Where did the initial idea for A Girl is a Half-Formed Thing come from?
I didn’t sit down with any notion of what eventually became Girl in my head. It was really a matter of accidentally hitting on that initial image of the child in the womb, and the language surrounding it, which started it. It interested me in a writeable way so I followed it and, from there, it was a matter of chasing the imagery and her voice to its logical conclusion
The idea of being ‘fully-formed,’ of becoming a woman, is central to the novel – was this an important thing for you to write about?
Yes, I think the struggle to become a woman is a much ignored process. Girls tend to be left to their own devices when it comes to the problems of incipient womanhood, or that was certainly the case for my generation. Preserving your virginity was really the only commandment and everything else was either polite of impolite behaviour. To speak about the complexity of many basic problems around sexuality, abuse, separating out from the family and the desire for independence -albeit in an extreme setting- seemed a subject worth tackling.
Did you always want to write the novel in a Joycean, stream-of-consciousness style?
Well, Joycean was never the aim, although he was the inspiration behind trying to uncover a different mode of literary communication. Stream-of-consciousness was interesting to me but also seemed to have been taken as far as it could go. So instead it was my jumping-off point. I wanted to take the great communicability of that style and make it work harder, go deeper, express more.
The novel is very critical of religious fervour in Ireland – is this an issue you feel strongly about?
I think it was an issue I didn’t realise I felt so strongly about until I began to write about it. I very quickly uncovered a well of previously unacknowledged fury within myself though about the appalling treatment of women and girls by the religious -institutional and lay, alike. I still can’t quite believe the audacity of their inhumanity, their vindictive petty wickednesses and the smug, self-assured disregard for even the most basic decency or kindness.
You’re a trained actor – does this experience inform your fiction in any way?

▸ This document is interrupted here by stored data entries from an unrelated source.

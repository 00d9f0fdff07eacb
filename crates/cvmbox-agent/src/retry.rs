//! Retry budgets and backoff

use std::time::Duration;

/// Backoff configuration for exponential backoff
#[derive(Debug, Clone, PartialEq)]
pub struct BackoffConfig {
    /// Delay before the first retry
    pub initial_delay: Duration,
    /// Maximum delay between retries
    pub max_delay: Duration,
    /// Multiplier for each subsequent retry (1.0 for a fixed delay)
    pub multiplier: f64,
}

impl Default for BackoffConfig {
    fn default() -> Self {
        Self {
            initial_delay: Duration::from_secs(1),
            max_delay: Duration::from_secs(30),
            multiplier: 2.0,
        }
    }
}

impl BackoffConfig {
    /// Same delay before every retry
    pub fn fixed(delay: Duration) -> Self {
        Self {
            initial_delay: delay,
            max_delay: delay,
            multiplier: 1.0,
        }
    }

    /// Calculate the delay for a given retry attempt (0-indexed)
    pub fn delay_for_attempt(&self, attempt: u32) -> Duration {
        let delay_secs = self.initial_delay.as_secs_f64() * self.multiplier.powi(attempt as i32);
        let capped_secs = delay_secs.min(self.max_delay.as_secs_f64());
        Duration::from_secs_f64(capped_secs)
    }
}

/// How many times an operation is attempted and how long to wait in between
#[derive(Debug, Clone, PartialEq)]
pub struct RetryPolicy {
    /// Total attempts, including the first one
    pub attempts: u32,
    pub backoff: BackoffConfig,
}

impl RetryPolicy {
    pub fn new(attempts: u32, backoff: BackoffConfig) -> Self {
        Self {
            attempts: attempts.max(1),
            backoff,
        }
    }

    /// `attempts` tries with a fixed pause
    pub fn fixed(attempts: u32, delay: Duration) -> Self {
        Self::new(attempts, BackoffConfig::fixed(delay))
    }

    /// Image pulls: a handful of attempts with exponential backoff
    pub fn image_pull() -> Self {
        Self::new(
            3,
            BackoffConfig {
                initial_delay: Duration::from_secs(1),
                max_delay: Duration::from_secs(10),
                multiplier: 2.0,
            },
        )
    }

    /// Bootstrap exec: fixed one second pause
    pub fn bootstrap() -> Self {
        Self::fixed(10, Duration::from_secs(1))
    }

    /// Delay before retry number `retry` (0 is the first retry)
    pub fn delay(&self, retry: u32) -> Duration {
        self.backoff.delay_for_attempt(retry)
    }
}

#[cfg(test)]
mod tests {
    use super::*;

    #[test]
    fn test_exponential_backoff_is_capped() {
        let backoff = BackoffConfig {
            initial_delay: Duration::from_millis(100),
            max_delay: Duration::from_millis(500),
            multiplier: 2.0,
        };
        assert_eq!(backoff.delay_for_attempt(0), Duration::from_millis(100));
        assert_eq!(backoff.delay_for_attempt(2), Duration::from_millis(400));
        assert_eq!(backoff.delay_for_attempt(5), Duration::from_millis(500));
    }

    #[test]
    fn test_fixed_policy() {
        let policy = RetryPolicy::fixed(4, Duration::from_millis(250));
        assert_eq!(policy.attempts, 4);
        assert_eq!(policy.delay(0), policy.delay(3));
        assert_eq!(RetryPolicy::fixed(0, Duration::ZERO).attempts, 1);
    }
}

Yes, hugely. If I had gone to university and studied English or Creative Writing I would be a completely different writer. Drama Centre -where I trained- taught me everything I know about taking risks, about not taking the easy route out of artistic problems and dealing with the fear of difficult consequences. It also taught me not to be feel too reverential about language, to make it physical but, most importantly, it taught me how to look at a person and try to understand them without making a moral judgment.